The Luxury Network

How Apple’s brand took the company to a trillion dollar market cap

Zander Nethercutt
12 min readNov 15, 2017
Photo by Julian O'hayon on Unsplash

This piece was updated on August 2, 2018 to reflect news of Apple’s $1 trillion valuation.

Over the past several decades, a unique phenomenon has arisen out of general societal connectivity: network effects. Their definition is simple — a network, unlike an excludable good, becomes more useful as more people use it. This is a historical anomaly. For millennia, humans fought over scarce resources to survive. Obtaining a scarce resource meant one unit of said resource that could not be used or consumed by another individual. The playing field was “zero-sum;” there would inevitably be a winner and loser in the fight over a scarce resource.
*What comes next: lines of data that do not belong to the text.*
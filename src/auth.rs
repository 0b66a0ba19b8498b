//! Bearer-token acquisition for the control plane.
//!
//! Credentials are tried in a configured order: a pre-issued token from the
//! environment, a service principal secret, then the Azure CLI. The first
//! source to produce a token wins and the token is cached per scope until
//! shortly before it expires.

use std::collections::HashMap;
use std::process::Command;
use std::sync::{Arc, Mutex};

use chrono::{DateTime, TimeDelta, Utc};
use serde::Deserialize;
use tracing::{debug, info, warn};

use crate::config::AuthConfig;
use crate::error::{Result, WoError};

/// Printed when no credential source produced a token.
pub const AUTH_SETUP_HINT: &str = "\
Authentication setup:
  1. Service principal: set AZURE_CLIENT_ID, AZURE_TENANT_ID and AZURE_CLIENT_SECRET.
     See https://learn.microsoft.com/azure/active-directory/develop/howto-create-service-principal-portal
  2. Azure CLI: run `az login` (and `az account set --subscription <id>`).
  3. Azure PowerShell: run `Connect-AzAccount`, then export a token as AZURE_ACCESS_TOKEN.
Set AZURE_SUBSCRIPTION_ID or azure.subscription_id in wo.toml to pick the subscription.";

const REFRESH_MARGIN_SECS: i64 = 300;

#[derive(Clone)]
pub struct AccessToken {
    secret: String,
    expires_at: Option<DateTime<Utc>>,
}

impl std::fmt::Debug for AccessToken {
    fn fmt(&self, f: &mut std::fmt::Formatter<'_>) -> std::fmt::Result {
        f.debug_struct("AccessToken")
            .field("secret", &"<redacted>")
            .field("expires_at", &self.expires_at)
            .finish()
    }
}

impl AccessToken {
    pub fn new(secret: impl Into<String>, expires_at: Option<DateTime<Utc>>) -> Self {
        Self {
            secret: secret.into(),
            expires_at,
        }
    }

    #[must_use]
    pub fn secret(&self) -> &str {
        &self.secret
    }

    #[must_use]
    pub const fn expires_at(&self) -> Option<DateTime<Utc>> {
        self.expires_at
    }

    /// Still usable at `now` with the refresh margin applied. Tokens without
    /// an expiry never go stale.
    #[must_use]
    pub fn is_fresh_at(&self, now: DateTime<Utc>) -> bool {
        self.expires_at
            .is_none_or(|expires| expires - TimeDelta::seconds(REFRESH_MARGIN_SECS) > now)
    }
}

pub trait TokenCredential: Send + Sync {
    fn name(&self) -> &'static str;

    fn get_token(&self, scope: &str) -> Result<AccessToken>;
}

#[derive(Debug, Clone, Copy, PartialEq, Eq)]
pub enum CredentialSource {
    Environment,
    ClientSecret,
    AzureCli,
}

impl CredentialSource {
    pub fn parse(raw: &str) -> Result<Self> {
        match raw.trim().to_ascii_lowercase().replace('-', "_").as_str() {
            "environment" | "env" => Ok(Self::Environment),
            "client_secret" | "service_principal" => Ok(Self::ClientSecret),
            "azure_cli" | "cli" | "az" => Ok(Self::AzureCli),
            other => Err(WoError::Config(format!(
                "unknown auth source {other:?} (expected environment, client_secret or azure_cli)"
            ))),
        }
    }
}

/// Token handed over in `AZURE_ACCESS_TOKEN`.
#[derive(Debug, Clone)]
pub struct EnvironmentCredential {
    token: Option<String>,
}

impl EnvironmentCredential {
    pub fn from_lookup(env: &dyn Fn(&str) -> Option<String>) -> Self {
        Self {
            token: env("AZURE_ACCESS_TOKEN").filter(|t| !t.trim().is_empty()),
        }
    }
}

impl TokenCredential for EnvironmentCredential {
    fn name(&self) -> &'static str {
        "environment"
    }

    fn get_token(&self, _scope: &str) -> Result<AccessToken> {
        self.token
            .as_ref()
            .map(|token| AccessToken::new(token.trim(), None))
            .ok_or_else(|| WoError::Auth("AZURE_ACCESS_TOKEN is not set".to_string()))
    }
}

/// OAuth2 client-credentials flow against the identity authority.
pub struct ClientSecretCredential {
    http: reqwest::blocking::Client,
    authority_host: String,
    tenant_id: String,
    client_id: String,
    client_secret: String,
}

#[derive(Debug, Deserialize)]
struct TokenResponse {
    access_token: String,
    #[serde(default)]
    expires_in: Option<i64>,
}

impl ClientSecretCredential {
    pub fn new(
        authority_host: impl Into<String>,
        tenant_id: impl Into<String>,
        client_id: impl Into<String>,
        client_secret: impl Into<String>,
    ) -> Result<Self> {
        let http = reqwest::blocking::Client::builder()
            .user_agent(concat!("wo/", env!("CARGO_PKG_VERSION")))
            .build()?;
        Ok(Self {
            http,
            authority_host: authority_host.into(),
            tenant_id: tenant_id.into(),
            client_id: client_id.into(),
            client_secret: client_secret.into(),
        })
    }

    /// Build from `AZURE_TENANT_ID`, `AZURE_CLIENT_ID` and `AZURE_CLIENT_SECRET`.
    /// Returns `None` unless all three are present.
    pub fn from_lookup(
        authority_host: &str,
        env: &dyn Fn(&str) -> Option<String>,
    ) -> Result<Option<Self>> {
        let read = |key: &str| env(key).filter(|v| !v.trim().is_empty());
        match (
            read("AZURE_TENANT_ID"),
            read("AZURE_CLIENT_ID"),
            read("AZURE_CLIENT_SECRET"),
        ) {
            (Some(tenant), Some(client), Some(secret)) => {
                Self::new(authority_host, tenant, client, secret).map(Some)
            }
            _ => Ok(None),
        }
    }

    fn token_url(&self) -> String {
        format!(
            "{}/{}/oauth2/v2.0/token",
            self.authority_host.trim_end_matches('/'),
            urlencoding::encode(&self.tenant_id)
        )
    }
}

impl TokenCredential for ClientSecretCredential {
    fn name(&self) -> &'static str {
        "client_secret"
    }

    fn get_token(&self, scope: &str) -> Result<AccessToken> {
        let body = [
            ("grant_type", "client_credentials"),
            ("client_id", self.client_id.as_str()),
            ("client_secret", self.client_secret.as_str()),
            ("scope", scope),
        ]
        .iter()
        .map(|(k, v)| format!("{k}={}", urlencoding::encode(v)))
        .collect::<Vec<_>>()
        .join("&");

        let response = self
            .http
            .post(self.token_url())
            .header("Content-Type", "application/x-www-form-urlencoded")
            .body(body)
            .send()?;

        let status = response.status();
        if !status.is_success() {
            let text = response.text().unwrap_or_default();
            return Err(WoError::Auth(format!(
                "token endpoint returned HTTP {}: {}",
                status.as_u16(),
                text.trim()
            )));
        }

        let parsed: TokenResponse = response.json()?;
        let expires_at = parsed
            .expires_in
            .map(|secs| Utc::now() + TimeDelta::seconds(secs));
        Ok(AccessToken::new(parsed.access_token, expires_at))
    }
}

/// Token from a logged-in Azure CLI session.
#[derive(Debug, Clone, Default)]
pub struct AzureCliCredential;

#[derive(Debug, Deserialize)]
#[serde(rename_all = "camelCase")]
struct CliTokenOutput {
    access_token: String,
    #[serde(default, rename = "expires_on")]
    expires_on: Option<i64>,
}

impl TokenCredential for AzureCliCredential {
    fn name(&self) -> &'static str {
        "azure_cli"
    }

    fn get_token(&self, scope: &str) -> Result<AccessToken> {
        let az = which::which("az")
            .map_err(|_| WoError::Auth("Azure CLI (az) not found on PATH".to_string()))?;
        let resource = scope.trim_end_matches("/.default");

        let output = Command::new(az)
            .args(["account", "get-access-token", "--resource", resource, "--output", "json"])
            .output()?;
        if !output.status.success() {
            let stderr = String::from_utf8_lossy(&output.stderr);
            return Err(WoError::Auth(format!(
                "az account get-access-token failed: {}",
                stderr.trim()
            )));
        }

        parse_cli_token(&output.stdout)
    }
}

fn parse_cli_token(stdout: &[u8]) -> Result<AccessToken> {
    let parsed: CliTokenOutput = serde_json::from_slice(stdout)?;
    let expires_at = parsed
        .expires_on
        .and_then(|secs| DateTime::<Utc>::from_timestamp(secs, 0));
    Ok(AccessToken::new(parsed.access_token, expires_at))
}

/// Tries each credential in turn and caches the winner's token per scope.
pub struct ChainedCredential {
    sources: Vec<Arc<dyn TokenCredential>>,
    cache: Mutex<HashMap<String, AccessToken>>,
}

impl ChainedCredential {
    #[must_use]
    pub fn new(sources: Vec<Arc<dyn TokenCredential>>) -> Self {
        Self {
            sources,
            cache: Mutex::new(HashMap::new()),
        }
    }

    /// Chain in the order given by `auth.sources`.
    pub fn from_config(config: &AuthConfig, env: &dyn Fn(&str) -> Option<String>) -> Result<Self> {
        let mut sources: Vec<Arc<dyn TokenCredential>> = Vec::new();
        for raw in &config.sources {
            match CredentialSource::parse(raw)? {
                CredentialSource::Environment => {
                    sources.push(Arc::new(EnvironmentCredential::from_lookup(env)));
                }
                CredentialSource::ClientSecret => {
                    if let Some(credential) =
                        ClientSecretCredential::from_lookup(&config.authority_host, env)?
                    {
                        sources.push(Arc::new(credential));
                    } else {
                        debug!("client_secret source skipped: AZURE_TENANT_ID/CLIENT_ID/CLIENT_SECRET incomplete");
                    }
                }
                CredentialSource::AzureCli => sources.push(Arc::new(AzureCliCredential)),
            }
        }
        Ok(Self::new(sources))
    }

    #[must_use]
    pub fn source_names(&self) -> Vec<&'static str> {
        self.sources.iter().map(|s| s.name()).collect()
    }
}

impl TokenCredential for ChainedCredential {
    fn name(&self) -> &'static str {
        "chain"
    }

    fn get_token(&self, scope: &str) -> Result<AccessToken> {
        let now = Utc::now();
        let cached = self
            .cache
            .lock()
            .ok()
            .and_then(|cache| cache.get(scope).filter(|t| t.is_fresh_at(now)).cloned());
        if let Some(token) = cached {
            debug!(scope, "using cached token");
            return Ok(token);
        }

        let mut failures = Vec::new();
        for source in &self.sources {
            match source.get_token(scope) {
                Ok(token) => {
                    info!(source = source.name(), scope, "acquired access token");
                    if let Ok(mut cache) = self.cache.lock() {
                        cache.insert(scope.to_string(), token.clone());
                    }
                    return Ok(token);
                }
                Err(err) => {
                    warn!(source = source.name(), error = %err, "credential source failed");
                    failures.push(format!("{}: {err}", source.name()));
                }
            }
        }

        if failures.is_empty() {
            return Err(WoError::Auth("no credential sources configured".to_string()));
        }
        Err(WoError::Auth(format!(
            "no credential source produced a token ({})",
            failures.join("; ")
        )))
    }
}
As more people joined that fight, they became worse off. Networks flipped that idea on its head; instead of increasing competition over scarce resources, access to said resources improves as the network grows.

Uber is a perfect example. Their business model is to connect riders (consumers) with drivers (producers) as quickly and cheaply as possible. To do this, they must control one, fundamental piece of the equation: demand for rides. Once Uber aggregates a critical mass of riders (assumed, for the sake of the example, to be more than are using any other platform), their platform becomes objectively more valuable to…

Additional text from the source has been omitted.